A number of problems from graph theory are called Minimum spanning tree. In graph theory, a tree is a way of connecting all the vertices together, so that there is exactly one path from any one vertex, to any other vertex of the tree. If the graph represents a number of cities connected by roads, one could select a number of roads, so that each city can be reached from every other, but that there is no more than one way to travel from one city to another.

A graph can have more than one spanning tree, just like there may be more than one way to select the roads between the cities.

Most of the time, graphs are weighted; each connection between two cities has a weight: It might cost something to travel on a given road, or one connection may be longer than the other, this means it takes more time to travel on that connection. In the language of graph theory, the connections are called edges.

A minimum spanning tree is a tree. It is different from other trees in that it minimizes the total of the weights attached to the edges. Depending on what the graph looks like, there may be more than one minimum spanning tree. In a graph where all the edges have the same weight, every tree is a minimum spanning tree. If all the edges have different weights (that is: there are no two edges with the same weight), there is exactly one minimal spanning tree.

## Finding the minimum spanning tree

### A first try

It can be very simple to make an algorithm that will discover a minimum spanning tree:

``` function MST(G,W):
T = {}
while T does not form a spanning tree:
find the minimum weighted edge in E that is safe for T
T = T union {(u,v)}
return T
```

In this case, "safe" means that including the edge does not form a cycle in the graph. A cycle means starting at a vertex, travelling to a number of other vertices and ending up at the starting point again without using the same edge twice.

### History

Czech scientist Otakar Borůvka developed the first known algorithm for finding a minimum spanning tree, in 1926. He wanted to solve the problem of finding an efficient coverage of Moravia with electricity. Today, this algorithm is known as Borůvka's algorithm. Two other algorithms are commonly used today. One of them was developed by Vojtěch Jarník in 1930, and put in practice by Robert Clay Prim in 1957. Edsger Wybe Dijkstra rediscovered it in 1959, and called it Prim's algorithm. The other algorithm is called Kruskal's algorithm, and was pulbished by Joseph Kruskal in 1956. All three algorithms are greedy, and run in polynomial time.

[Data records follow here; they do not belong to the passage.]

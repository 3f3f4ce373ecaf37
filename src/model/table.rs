//! Table types.

use super::{Alignment, Bounds, TextItem};
use serde::{Deserialize, Serialize};

/// A table reconstructed from column-aligned text items.
#[derive(Debug, Clone, Default, Serialize, Deserialize)]
pub struct TableData {
    /// Rows in the table, top to bottom
    pub rows: Vec<TableRow>,

    /// Number of grid columns
    pub column_count: usize,

    /// Region covered by the table on its page
    pub bounds: Bounds,

    /// Items the table was built from
    #[serde(skip)]
    pub items: Vec<TextItem>,
}

impl TableData {
    /// Create a new empty table.
    pub fn new() -> Self {
        Self::default()
    }

    /// Add a row, widening the grid if needed.
    pub fn add_row(&mut self, row: TableRow) {
        self.column_count = self.column_count.max(row.cells.len()).max(row.span_width());
        self.rows.push(row);
    }

    /// Get the number of rows.
    pub fn row_count(&self) -> usize {
        self.rows.len()
    }

    /// Check if the table is empty.
    pub fn is_empty(&self) -> bool {
        self.rows.is_empty()
    }

    /// Check if the first row is a header row.
    pub fn has_header(&self) -> bool {
        self.rows.first().map(|r| r.is_header).unwrap_or(false)
    }

    /// Get plain text representation of the table.
    pub fn plain_text(&self) -> String {
        self.rows
            .iter()
            .map(|row| row.plain_text())
            .collect::<Vec<_>>()
            .join("\n")
    }

    /// Check if any cell spans multiple columns.
    pub fn has_merged_cells(&self) -> bool {
        self.rows
            .iter()
            .flat_map(|r| &r.cells)
            .any(|c| c.column_span > 1)
    }
}

/// A table row.
#[derive(Debug, Clone, Default, Serialize, Deserialize)]
pub struct TableRow {
    /// Cells in the row, left to right
    pub cells: Vec<TableCell>,

    /// Whether this is a header row
    pub is_header: bool,
}

impl TableRow {
    /// Create a new row with cells.
    pub fn new(cells: Vec<TableCell>) -> Self {
        Self {
            cells,
            is_header: false,
        }
    }

    /// Create a row from text values.
    pub fn from_strings<S: Into<String>>(values: impl IntoIterator<Item = S>) -> Self {
        Self::new(values.into_iter().map(TableCell::text).collect())
    }

    /// Number of grid columns the row occupies.
    pub fn span_width(&self) -> usize {
        self.cells.iter().map(|c| c.column_span.max(1) as usize).sum()
    }

    /// Get plain text representation.
    pub fn plain_text(&self) -> String {
        self.cells
            .iter()
            .map(|c| c.text.as_str())
            .collect::<Vec<_>>()
            .join("\t")
    }
}

/// A table cell.
#[derive(Debug, Clone, Serialize, Deserialize)]
pub struct TableCell {
    /// Cell text
    pub text: String,

    /// Number of columns this cell spans
    pub column_span: u8,

    /// Cell alignment
    pub alignment: Alignment,

    /// Whether the cell text is bold
    #[serde(default)]
    pub bold: bool,

    /// Dominant font size of the cell text
    #[serde(default)]
    pub font_size: f32,
}

impl TableCell {
    /// Create a new cell with text content.
    pub fn text(text: impl Into<String>) -> Self {
        Self {
            text: text.into(),
            column_span: 1,
            alignment: Alignment::Left,
            bold: false,
            font_size: 0.0,
        }
    }

    /// Set column span and return self.
    pub fn colspan(mut self, span: u8) -> Self {
        self.column_span = span.max(1);
        self
    }

    /// Set alignment and return self.
    pub fn align(mut self, alignment: Alignment) -> Self {
        self.alignment = alignment;
        self
    }

    /// Check if the cell is empty.
    pub fn is_empty(&self) -> bool {
        self.text.trim().is_empty()
    }
}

The fastest minimum spanning tree algorithm to date was developed by Bernard Chazelle. The algorithm is based on the soft heap, an approximate priority queue. Its running time is O(m α(m,n)), where m is the number of edges, n is the number of vertices and α is the classical functional inverse of the Ackermann function. The function α grows extremely slowly, so that for all practical purposes it may be considered a constant no greater than 4; thus Chazelle's algorithm takes very close to linear time.

What is the fastest possible algorithm for this problem? That is one of the oldest open questions in computer science. There is clearly a linear lower bound, since we must at least examine all the weights. If the edge weights are integers with a bounded bit length, then deterministic algorithms are known with linear running time. For general weights, there are randomized algorithms whose expected running time is linear.

The problem can also be approached in a distributed manner. If each node is considered a computer and no node knows anything except its own connected links, one can still calculate the distributed minimum spanning tree.